San Francisco-based Zynga, which is best known for “FarmVille,” “CityVille” and “Words With Friends,” expects the cost reduction measures will result in an estimated $70 million to $80 million in pre-tax annualized cash expense savings. Pre-tax restructuring charges are estimated in the range of $24 million to $26 million during this quarter and between $2 million and $5 million in the third quarter. The company expects to save about $15 million in stock based compensation during the second quarter as well because of a smaller staff.
“Today is a hard day for Zynga and an emotional one for every employee of our company. We are saying painful goodbyes to about 18% of our Zynga brothers and sisters. The impact of these layoffs will be felt across every group in the company,” said Zynga chief executive Mark Pincus in a note to employees published on the corporate blog.
He added, “These moves, while hard to face today, represent a proactive commitment to our mission of connecting the world through games” and that he is confident in the company’s strategy to become more competitive in the gaming market.
Zynga has been struggling to land a blockbuster game as sales for legacy games decline. According to a Zynga statement today, the FarmVille franchise continues to do well, but other games are underperforming. The company has been consolidating its efforts on mobile, including scrapping development on games that could provide a quick shot in the arm to sales, but would likely fade quickly.

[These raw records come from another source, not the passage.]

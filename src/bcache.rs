mod commands;
mod util;

use std::process::{ExitCode, Termination};

use bcache_core::Registry;

/// Print main usage, with commands grouped by category.
fn bcache_usage() {
    let groups: &[(&str, &[(&str, &str)])] = &[
        ("Cache sets:", &[
            ("format", "Create a cache set over one or more cache devices"),
            ("list", "List cache sets registered in this process"),
        ]),
        ("I/O:", &[
            ("io", "Exercise the request pipeline and report statistics"),
        ]),
        ("Options:", &[
            ("set-option", "Validate a runtime option assignment"),
        ]),
        ("Miscellaneous:", &[
            ("version", "Display version"),
        ]),
    ];

    println!("bcache - block-device cache engine tool");
    println!("usage: bcache <command> [<args>]\n");

    for (heading, cmds) in groups {
        println!("{heading}");
        for (name, about) in *cmds {
            println!("  {name:<26}{about}");
        }
        println!();
    }
}

fn main() -> ExitCode {
    env_logger::init();

    let args: Vec<String> = std::env::args().collect();
    if args.len() < 2 {
        println!("missing command");
        bcache_usage();
        return ExitCode::from(1);
    }

    // The registry is process-scope: constructed here, passed down.
    let registry = Registry::new();

    let cmd = args[1].as_str();
    match cmd {
        "--help" | "help" => {
            bcache_usage();
            ExitCode::SUCCESS
        }
        "version" => {
            println!(env!("CARGO_PKG_VERSION"));
            ExitCode::SUCCESS
        }
        "format" => commands::cmd_format(&registry, args[1..].to_vec()).report(),
        "list" => commands::cmd_list(&registry, args[1..].to_vec()).report(),
        "io" => commands::cmd_io(&registry, args[1..].to_vec()).report(),
        "set-option" => commands::cmd_set_option(args[1..].to_vec()).report(),
        _ => {
            println!("Unknown command {cmd}");
            bcache_usage();
            ExitCode::from(1)
        }
    }
}
//! Open buckets and write points.
//!
//! A write point batches writes of related data into the same bucket(s) to
//! keep fragmentation down. It holds one open bucket per replica, on
//! distinct devices; sector ranges are handed out front to back, and a
//! bucket is released back to normal bookkeeping once its last sector is
//! spoken for and its pin drops.

use std::sync::atomic::{AtomicUsize, Ordering};

use log::trace;
use parking_lot::{Mutex, RwLock};

use crate::alloc::{bucket_alloc, Reserve};
use crate::errcode::Result;
use crate::extents::{ExtentVal, Ptr, MAX_PTRS};
use crate::super_block::CacheSet;

#[derive(Debug, Clone, Copy)]
pub struct OpenBucket {
    pub dev: u8,
    pub bucket: u64,
    pub gen: u8,
    /// Next free absolute sector within the bucket.
    pub offset: u64,
    pub sectors_free: u32,
}

#[derive(Default)]
struct WritePointState {
    obs: Vec<OpenBucket>,
}

/// A long-lived allocation cursor; the cache set keeps a small pool of
/// these plus dedicated ones for writeback and moving GC.
pub struct WritePoint {
    state: Mutex<WritePointState>,
    pub reserve: Reserve,
}

impl WritePoint {
    pub fn new(reserve: Reserve) -> WritePoint {
        WritePoint {
            state: Mutex::new(WritePointState::default()),
            reserve,
        }
    }
}

/// Result of one sector allocation: the granted length and one pointer per
/// replica. Pointers are exclusive to the caller as soon as they are
/// returned.
#[derive(Debug)]
pub struct SectorAlloc {
    pub sectors: u32,
    pub ptrs: Vec<Ptr>,
    /// Buckets this allocation filled; unpinned in `alloc_sectors_done`.
    full: Vec<(u8, u64)>,
}

/// Round-robin replica placement across the devices of a tier group.
pub struct CacheGroup {
    devs: RwLock<Vec<u8>>,
    next: AtomicUsize,
}

impl CacheGroup {
    pub fn new() -> CacheGroup {
        CacheGroup {
            devs: RwLock::new(Vec::new()),
            next: AtomicUsize::new(0),
        }
    }

    pub fn add(&self, dev: u8) {
        self.devs.write().push(dev);
    }

    pub fn remove(&self, dev: u8) {
        self.devs.write().retain(|&d| d != dev);
    }

    pub fn len(&self) -> usize {
        self.devs.read().len()
    }

    pub fn is_empty(&self) -> bool {
        self.len() == 0
    }

    /// Next device not in `exclude`, preferring lower tiers.
    pub fn pick(&self, cs: &CacheSet, exclude: &[u8]) -> Option<u8> {
        let devs = self.devs.read();
        if devs.is_empty() {
            return None;
        }
        let start = self.next.fetch_add(1, Ordering::Relaxed);
        let mut best: Option<(u8, u8)> = None;
        for i in 0..devs.len() {
            let dev = devs[(start + i) % devs.len()];
            if exclude.contains(&dev) {
                continue;
            }
            let Some(ca) = cs.cache(dev) else { continue };
            let tier = ca.tier();
            match best {
                Some((_, best_tier)) if best_tier <= tier => {}
                _ => best = Some((dev, tier)),
            }
        }
        best.map(|(dev, _)| dev)
    }
}

impl Default for CacheGroup {
    fn default() -> Self {
        Self::new()
    }
}

/// Ensure `wp` has an open bucket per replica and grant up to `nr_sectors`
/// from each. The grant covers at least one sector.
pub fn alloc_sectors_start(
    cs: &CacheSet,
    wp: &WritePoint,
    nr_replicas: usize,
    nr_sectors: u32,
    wait: bool,
) -> Result<SectorAlloc> {
    assert!(nr_replicas >= 1 && nr_replicas <= MAX_PTRS);
    let mut st = wp.state.lock();

    // Drop open buckets whose generation moved underneath us (device
    // forced them stale) or that are already full.
    st.obs.retain(|ob| {
        let live = cs
            .cache(ob.dev)
            .map_or(false, |ca| ca.gens.get(ob.bucket) == ob.gen && ob.sectors_free > 0);
        if !live {
            if let Some(ca) = cs.cache(ob.dev) {
                crate::alloc::bucket_unalloc(&ca, ob.bucket);
            }
        }
        live
    });

    while st.obs.len() < nr_replicas {
        let exclude: Vec<u8> = st.obs.iter().map(|ob| ob.dev).collect();
        let Some(dev) = cs.group.pick(cs, &exclude) else {
            return Err(crate::errcode::ErrCode::NoSpace);
        };
        let ca = cs.cache(dev).ok_or(crate::errcode::ErrCode::NoDev)?;
        let bucket = bucket_alloc(cs, &ca, wp.reserve, wait)?;
        let gen = ca.gens.get(bucket);
        st.obs.push(OpenBucket {
            dev,
            bucket,
            gen,
            offset: bucket * ca.bucket_size as u64,
            sectors_free: ca.bucket_size,
        });
        trace!("write point: opened bucket {bucket} gen {gen} on dev {dev}");
    }

    let sectors = st.obs[..nr_replicas]
        .iter()
        .map(|ob| ob.sectors_free)
        .min()
        .unwrap()
        .min(nr_sectors);
    debug_assert!(sectors > 0);

    let mut ptrs = Vec::with_capacity(nr_replicas);
    let mut full = Vec::new();
    for ob in st.obs[..nr_replicas].iter_mut() {
        ptrs.push(Ptr {
            dev: ob.dev,
            gen: ob.gen,
            offset: ob.offset,
        });
        ob.offset += sectors as u64;
        ob.sectors_free -= sectors;
        if ob.sectors_free == 0 {
            full.push((ob.dev, ob.bucket));
        }
    }
    st.obs.retain(|ob| ob.sectors_free > 0);

    Ok(SectorAlloc { sectors, ptrs, full })
}

/// Emit the allocation's pointers into an extent value.
pub fn alloc_sectors_append_ptrs(e: &mut ExtentVal, alloc: &SectorAlloc) {
    for ptr in &alloc.ptrs {
        e.push_ptr(*ptr);
    }
}

/// Release buckets the allocation filled: drop their pins so the sector
/// accounting (done by the key insert) takes over ownership.
pub fn alloc_sectors_done(cs: &CacheSet, alloc: SectorAlloc) {
    for (dev, bucket) in alloc.full {
        if let Some(ca) = cs.cache(dev) {
            crate::alloc::bucket_unalloc(&ca, bucket);
        }
    }
}

/// Tear down a write point, returning any open buckets to the allocator.
pub fn write_point_release(cs: &CacheSet, wp: &WritePoint) {
    let mut st = wp.state.lock();
    for ob in st.obs.drain(..) {
        if let Some(ca) = cs.cache(ob.dev) {
            crate::alloc::bucket_unalloc(&ca, ob.bucket);
        }
    }
}
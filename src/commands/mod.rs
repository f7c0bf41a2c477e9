pub mod format;
pub mod io;
pub mod list;
pub mod set_option;

pub use format::cmd_format;
pub use io::cmd_io;
pub use list::cmd_list;
pub use set_option::cmd_set_option;

use std::fs::OpenOptions;
use std::path::Path;
use std::sync::Arc;

use anyhow::{Context, Result};
use bcache_core::io::FileDevice;
use bcache_core::BlockDevice;

/// Open a regular file or block device as an engine device.
pub fn open_device(path: &Path) -> Result<Arc<dyn BlockDevice>> {
    let file = OpenOptions::new()
        .read(true)
        .write(true)
        .open(path)
        .with_context(|| format!("opening {}", path.display()))?;
    let dev = FileDevice::open(file).with_context(|| format!("sizing {}", path.display()))?;
    Ok(Arc::new(dev))
}
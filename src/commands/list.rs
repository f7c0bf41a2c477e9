use anyhow::Result;
use clap::Parser;

use bcache_core::Registry;

use crate::util::fmt_sectors_human;

/// List cache sets registered in this process.
#[derive(Parser, Debug)]
pub struct Cli {}

pub fn cmd_list(registry: &Registry, argv: Vec<String>) -> Result<()> {
    let _cli = Cli::parse_from(argv);

    let sets = registry.list();
    if sets.is_empty() {
        println!("no cache sets registered");
        return Ok(());
    }
    for cs in sets {
        println!("{}", cs.uuid);
        for ca in cs.caches_iter() {
            println!(
                "  dev {}: {} buckets of {}",
                ca.dev_idx,
                ca.nbuckets,
                fmt_sectors_human(ca.bucket_size as u64)
            );
        }
        for dc in cs.cached_devs() {
            println!(
                "  backing {} (inode {}): {}, {:?}",
                dc.label,
                dc.inode,
                fmt_sectors_human(dc.capacity_sectors()),
                dc.state(),
            );
        }
    }
    Ok(())
}
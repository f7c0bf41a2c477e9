//! In-memory btree nodes.
//!
//! A node is a shell (never freed until teardown) plus a detachable data
//! buffer the shrinker can take back. The shell carries the six-mode lock,
//! flags, and its own key (the pointer key its parent reaches it by); the
//! node's max key equals that key's position.

pub mod cache;
pub mod io;
pub mod iter;
pub mod update;

use std::sync::atomic::{AtomicU32, Ordering};

use bitflags::bitflags;
use parking_lot::{Condvar, Mutex, RwLock};

use crate::bkey::{Bkey, BtreeId};
use crate::bset::NodeKeys;
use crate::six::SixLock;

pub const BTREE_MAX_DEPTH: usize = 4;

/// Split threshold: total keys (live or not) a node may hold before the
/// update path splits it.
pub const BTREE_NODE_MAX_KEYS: usize = 128;

bitflags! {
    pub struct NodeFlags: u32 {
        const DIRTY           = 1 << 0;
        const WRITE_IN_FLIGHT = 1 << 1;
        const READ_ERROR      = 1 << 2;
        const WRITE_ERROR     = 1 << 3;
        const NOEVICT         = 1 << 4;
        const ACCESSED        = 1 << 5;
    }
}

#[derive(Debug, Clone)]
pub struct NodeMeta {
    pub key: Bkey,
    pub level: u8,
    pub btree_id: BtreeId,
    /// Present while the node is in the cache's hash table.
    pub hash_key: Option<u64>,
}

#[derive(Debug, Default)]
pub struct NodeData {
    pub keys: NodeKeys,
    /// Sector cursor: how much of the node's bucket holds written sets.
    pub written: u32,
    /// Identity of the current on-disk image; regenerated on full rewrite
    /// so continuation records from an older image never parse as ours.
    pub node_seq: u64,
}

pub struct BtreeNode {
    /// Slab index in the node cache; stable for the shell's lifetime.
    pub slot: usize,
    pub lock: SixLock,
    pub meta: Mutex<NodeMeta>,
    pub data: RwLock<Option<Box<NodeData>>>,
    flags: AtomicU32,
    /// Waiters for WRITE_IN_FLIGHT to clear.
    write_done_lock: Mutex<()>,
    write_done: Condvar,
}

impl BtreeNode {
    pub fn new_shell(slot: usize, btree_id: BtreeId) -> BtreeNode {
        BtreeNode {
            slot,
            lock: SixLock::new(),
            meta: Mutex::new(NodeMeta {
                key: Bkey::deleted(crate::bkey::POS_MIN, 0),
                level: 0,
                btree_id,
                hash_key: None,
            }),
            data: RwLock::new(None),
            flags: AtomicU32::new(0),
            write_done_lock: Mutex::new(()),
            write_done: Condvar::new(),
        }
    }

    pub fn flags(&self) -> NodeFlags {
        NodeFlags::from_bits_truncate(self.flags.load(Ordering::Acquire))
    }

    pub fn set_flag(&self, f: NodeFlags) {
        self.flags.fetch_or(f.bits(), Ordering::AcqRel);
    }

    pub fn clear_flag(&self, f: NodeFlags) {
        self.flags.fetch_and(!f.bits(), Ordering::AcqRel);
        if f.contains(NodeFlags::WRITE_IN_FLIGHT) {
            let _guard = self.write_done_lock.lock();
            self.write_done.notify_all();
        }
    }

    pub fn test_flag(&self, f: NodeFlags) -> bool {
        self.flags().contains(f)
    }

    pub fn has_data(&self) -> bool {
        self.data.read().is_some()
    }

    /// Wait for an in-flight write to finish.
    pub fn wait_write_done(&self) {
        let mut guard = self.write_done_lock.lock();
        while self.test_flag(NodeFlags::WRITE_IN_FLIGHT) {
            self.write_done.wait(&mut guard);
        }
    }

    /// The hash key a node with this first pointer lives under.
    pub fn hash_of_key(key: &Bkey) -> Option<u64> {
        key.btree_ptr()
            .and_then(|e| e.first_ptr())
            .map(|p| p.cache_key())
    }
}

#[cfg(test)]
mod tests {
    use super::*;
    use crate::bkey::{pos, Bval, POS_MAX};
    use crate::extents::{ExtentVal, Ptr};

    #[test]
    fn flags_set_clear() {
        let n = BtreeNode::new_shell(0, BtreeId::Extents);
        assert!(!n.test_flag(NodeFlags::DIRTY));
        n.set_flag(NodeFlags::DIRTY | NodeFlags::ACCESSED);
        assert!(n.test_flag(NodeFlags::DIRTY));
        n.clear_flag(NodeFlags::DIRTY);
        assert!(!n.test_flag(NodeFlags::DIRTY));
        assert!(n.test_flag(NodeFlags::ACCESSED));
    }

    #[test]
    fn hash_follows_first_ptr() {
        let mut e = ExtentVal::new();
        e.push_ptr(Ptr { dev: 2, gen: 0, offset: 2048 });
        let k = Bkey::new(POS_MAX, 0, Bval::BtreePtr(e));
        assert_eq!(
            BtreeNode::hash_of_key(&k),
            Some(Ptr { dev: 2, gen: 0, offset: 2048 }.cache_key())
        );
        assert_eq!(BtreeNode::hash_of_key(&Bkey::deleted(pos(0, 0), 0)), None);
    }
}
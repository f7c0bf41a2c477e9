//! Engine error codes.
//!
//! These are deliberately coarse: each variant names a recovery strategy,
//! not a cause. `Retry` and `NoMem` are handled inside the engine (iterator
//! restart, cannibalize wait); everything else surfaces to the originating
//! bio and feeds per-device error accounting.

use std::fmt;

#[derive(Debug, Clone, Copy, PartialEq, Eq)]
pub enum ErrCode {
    /// Relock or cache-race failure; restart from the last valid ancestor.
    Retry,
    /// Node cache could not allocate and the caller didn't hold the
    /// cannibalize lock.
    NoMem,
    /// Extent has no usable pointer: every pointer stale or on a missing
    /// device.
    NoDisk,
    /// Device rejected the I/O.
    IO,
    /// Could not obtain a disk reservation for a blockdev-volume write.
    NoSpace,
    /// Device is detaching; submission refused.
    NoDev,
    /// Journal or btree check failed; the cache set is read-only.
    Inconsistent,
}

impl ErrCode {
    /// Transient errors are retried internally and should never reach a bio.
    pub fn is_transient(self) -> bool {
        matches!(self, ErrCode::Retry | ErrCode::NoMem)
    }
}

impl fmt::Display for ErrCode {
    fn fmt(&self, f: &mut fmt::Formatter<'_>) -> fmt::Result {
        let s = match self {
            ErrCode::Retry => "transaction restart required",
            ErrCode::NoMem => "btree node cache exhausted",
            ErrCode::NoDisk => "no usable pointer to data",
            ErrCode::IO => "I/O error",
            ErrCode::NoSpace => "out of cache reservation",
            ErrCode::NoDev => "device detaching",
            ErrCode::Inconsistent => "cache set inconsistent (read-only)",
        };
        f.write_str(s)
    }
}

impl std::error::Error for ErrCode {}

pub type Result<T, E = ErrCode> = std::result::Result<T, E>;

#[cfg(test)]
mod tests {
    use super::*;

    #[test]
    fn transient_kinds() {
        assert!(ErrCode::Retry.is_transient());
        assert!(ErrCode::NoMem.is_transient());
        assert!(!ErrCode::IO.is_transient());
        assert!(!ErrCode::Inconsistent.is_transient());
    }
}
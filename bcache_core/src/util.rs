//! Small shared machinery: EWMA, ring-buffer FIFO, crc64, 64-bit hashing,
//! and the slab-index linked list backing the node-cache LRU and freelists.

/// Exponentially weighted moving average with a power-of-two weight.
///
/// `ewma_add(avg, val, 3)` weights history 7/8, the new sample 1/8.
pub fn ewma_add(avg: u64, val: u64, weight_shift: u32) -> u64 {
    let avg = avg.wrapping_sub(avg >> weight_shift);
    avg.wrapping_add(val >> weight_shift)
}

/// Golden-ratio multiplicative hash over a 64-bit value.
pub fn hash_64(val: u64, bits: u32) -> u64 {
    const GOLDEN_RATIO_64: u64 = 0x61c8_8646_80b5_83eb;
    val.wrapping_mul(GOLDEN_RATIO_64) >> (64 - bits)
}

/// Monotonic microseconds since process start.
pub fn monotonic_us() -> u64 {
    use std::sync::OnceLock;
    use std::time::Instant;
    static START: OnceLock<Instant> = OnceLock::new();
    START.get_or_init(Instant::now).elapsed().as_micros() as u64
}

const CRC64_POLY: u64 = 0xc96c_5795_d787_0f42; // ECMA-182, reflected

/// crc64 over a byte slice, table-free bitwise form.
///
/// Checksums here guard against torn or misdirected node writes, not
/// adversarial corruption, so the slower bitwise form is fine.
pub fn crc64(data: &[u8]) -> u64 {
    let mut crc = u64::MAX;
    for &b in data {
        crc ^= b as u64;
        for _ in 0..8 {
            crc = if crc & 1 != 0 { (crc >> 1) ^ CRC64_POLY } else { crc >> 1 };
        }
    }
    !crc
}

/// Bounded ring buffer. Modeled on the fifos the allocator keeps its
/// free-bucket reserves in: fixed capacity, push fails when full.
#[derive(Debug)]
pub struct Fifo<T> {
    data: Vec<T>,
    capacity: usize,
    head: usize,
}

impl<T> Fifo<T> {
    pub fn new(capacity: usize) -> Fifo<T> {
        Fifo {
            data: Vec::with_capacity(capacity),
            capacity,
            head: 0,
        }
    }

    pub fn capacity(&self) -> usize {
        self.capacity
    }

    pub fn len(&self) -> usize {
        self.data.len() - self.head
    }

    pub fn is_empty(&self) -> bool {
        self.len() == 0
    }

    pub fn is_full(&self) -> bool {
        self.len() == self.capacity
    }

    pub fn free(&self) -> usize {
        self.capacity - self.len()
    }

    /// Push to the tail; returns false (value dropped via Err) when full.
    pub fn push(&mut self, val: T) -> Result<(), T> {
        if self.is_full() {
            return Err(val);
        }
        // Reclaim popped space before the backing Vec grows past capacity.
        if self.data.len() == self.data.capacity() && self.head > 0 {
            self.data.drain(..self.head);
            self.head = 0;
        }
        self.data.push(val);
        Ok(())
    }

    pub fn pop(&mut self) -> Option<T>
    where
        T: Copy,
    {
        if self.is_empty() {
            return None;
        }
        let val = self.data[self.head];
        self.head += 1;
        if self.head == self.data.len() {
            self.data.clear();
            self.head = 0;
        }
        Some(val)
    }

    pub fn iter(&self) -> impl Iterator<Item = &T> {
        self.data[self.head..].iter()
    }

    pub fn clear(&mut self) {
        self.data.clear();
        self.head = 0;
    }
}

pub const LRU_NIL: usize = usize::MAX;

#[derive(Debug, Clone, Copy)]
struct LruLink {
    prev: usize,
    next: usize,
    on_list: bool,
}

/// O(1) doubly-linked list over stable slab slots.
///
/// Entries are identified by slot index; each slot can be on at most one
/// list at a time. This is the handle-plus-index rendition of an intrusive
/// list: the owner allocates slots, the list records prev/next per slot.
#[derive(Debug)]
pub struct LruList {
    links: Vec<LruLink>,
    head: usize,
    tail: usize,
    len: usize,
}

impl LruList {
    pub fn new() -> LruList {
        LruList {
            links: Vec::new(),
            head: LRU_NIL,
            tail: LRU_NIL,
            len: 0,
        }
    }

    pub fn len(&self) -> usize {
        self.len
    }

    pub fn is_empty(&self) -> bool {
        self.len == 0
    }

    fn ensure_slot(&mut self, slot: usize) {
        while self.links.len() <= slot {
            self.links.push(LruLink {
                prev: LRU_NIL,
                next: LRU_NIL,
                on_list: false,
            });
        }
    }

    pub fn contains(&self, slot: usize) -> bool {
        slot < self.links.len() && self.links[slot].on_list
    }

    /// Push to the front (most recently used end).
    pub fn push_front(&mut self, slot: usize) {
        self.ensure_slot(slot);
        assert!(!self.links[slot].on_list);
        self.links[slot] = LruLink {
            prev: LRU_NIL,
            next: self.head,
            on_list: true,
        };
        if self.head != LRU_NIL {
            self.links[self.head].prev = slot;
        } else {
            self.tail = slot;
        }
        self.head = slot;
        self.len += 1;
    }

    /// Push to the back (least recently used end).
    pub fn push_back(&mut self, slot: usize) {
        self.ensure_slot(slot);
        assert!(!self.links[slot].on_list);
        self.links[slot] = LruLink {
            prev: self.tail,
            next: LRU_NIL,
            on_list: true,
        };
        if self.tail != LRU_NIL {
            self.links[self.tail].next = slot;
        } else {
            self.head = slot;
        }
        self.tail = slot;
        self.len += 1;
    }

    pub fn remove(&mut self, slot: usize) {
        assert!(self.contains(slot));
        let link = self.links[slot];
        match link.prev {
            LRU_NIL => self.head = link.next,
            p => self.links[p].next = link.next,
        }
        match link.next {
            LRU_NIL => self.tail = link.prev,
            n => self.links[n].prev = link.prev,
        }
        self.links[slot].on_list = false;
        self.len -= 1;
    }

    pub fn front(&self) -> Option<usize> {
        if self.head != LRU_NIL { Some(self.head) } else { None }
    }

    pub fn back(&self) -> Option<usize> {
        if self.tail != LRU_NIL { Some(self.tail) } else { None }
    }

    pub fn pop_back(&mut self) -> Option<usize> {
        let slot = self.back()?;
        self.remove(slot);
        Some(slot)
    }

    /// Iterate back-to-front (LRU order) without removing.
    pub fn iter_lru(&self) -> LruIter<'_> {
        LruIter { list: self, cur: self.tail }
    }
}

pub struct LruIter<'a> {
    list: &'a LruList,
    cur: usize,
}

impl Iterator for LruIter<'_> {
    type Item = usize;

    fn next(&mut self) -> Option<usize> {
        if self.cur == LRU_NIL {
            return None;
        }
        let slot = self.cur;
        self.cur = self.list.links[slot].prev;
        Some(slot)
    }
}

impl Default for LruList {
    fn default() -> Self {
        Self::new()
    }
}

#[cfg(test)]
mod tests {
    use super::*;

    #[test]
    fn ewma_converges() {
        let mut avg = 0u64;
        for _ in 0..200 {
            avg = ewma_add(avg, 4096, 3);
        }
        assert!(avg > 3500 && avg <= 4096, "avg = {avg}");
    }

    #[test]
    fn fifo_push_pop_wraps() {
        let mut f: Fifo<u64> = Fifo::new(4);
        for round in 0..10u64 {
            for i in 0..4 {
                f.push(round * 4 + i).unwrap();
            }
            assert!(f.is_full());
            assert!(f.push(99).is_err());
            for i in 0..4 {
                assert_eq!(f.pop(), Some(round * 4 + i));
            }
            assert!(f.is_empty());
        }
    }

    #[test]
    fn fifo_interleaved_does_not_grow() {
        let mut f: Fifo<u64> = Fifo::new(3);
        for i in 0..1000u64 {
            f.push(i).unwrap();
            assert_eq!(f.pop(), Some(i));
        }
        assert!(f.data.capacity() <= 3);
    }

    #[test]
    fn lru_ordering() {
        let mut l = LruList::new();
        l.push_front(0);
        l.push_front(1);
        l.push_front(2);
        assert_eq!(l.pop_back(), Some(0));
        l.remove(1);
        assert_eq!(l.pop_back(), Some(2));
        assert!(l.is_empty());
    }

    #[test]
    fn lru_iter_is_lru_order() {
        let mut l = LruList::new();
        for slot in 0..5 {
            l.push_front(slot);
        }
        let order: Vec<_> = l.iter_lru().collect();
        assert_eq!(order, vec![0, 1, 2, 3, 4]);
    }

    #[test]
    fn crc64_distinguishes() {
        assert_ne!(crc64(b"foo"), crc64(b"bar"));
        assert_eq!(crc64(b""), 0);
    }

    #[test]
    fn hash_64_spreads_sequential_keys() {
        let h: Vec<_> = (0..8u64).map(|v| hash_64(v, 7)).collect();
        let mut uniq = h.clone();
        uniq.sort_unstable();
        uniq.dedup();
        assert!(uniq.len() >= 6, "{h:?}");
    }
}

Instead it is keeping a focus on future games that are being revolutionized by mobile and touch screens.
In April, the company surprised by swinging to a profit of $4.1 million ($9.1 million on an adjusted basis) in the first quarter, but disappointed by guiding a net loss between 3 cents and 5 cents on revenue in the range of $225 million to $235 million. The outlook was less than the net loss of a penny per share on sales of $236.2 million Wall Street expected.
Zynga today made a few changes to that outlook. Sales, earnings per share (both GAAP and Non-GAAP) and adjusted EBITDA were re-affirmed. Net loss is expected in the range of $39 million to $28.5 million, compared to the prior range of $36.5 million and $26.5 million. Bookings are expected in the lower half of the $180 million to $190 million forecast in April.
The company also re-affirmed its full year 2013 outlook of adjusted EBITDA margin (EBITDA as a percentage of bookings) between 0 and 10 percent.
Zynga went public in December 2011 at $11 per share and shares climbed as high as $15.91 in March 2012. The subsequent 8 months weren’t as friendly with shares plunging as low as $2.09 in November before scratching their way back up to $4.00 in March this year. The news today was another reminder of the competitive nature of the social media and gaming business as well as the uphill battle towards profitability Zynga faces. Shares closed down by 12 percent in Monday action at $2.99 each.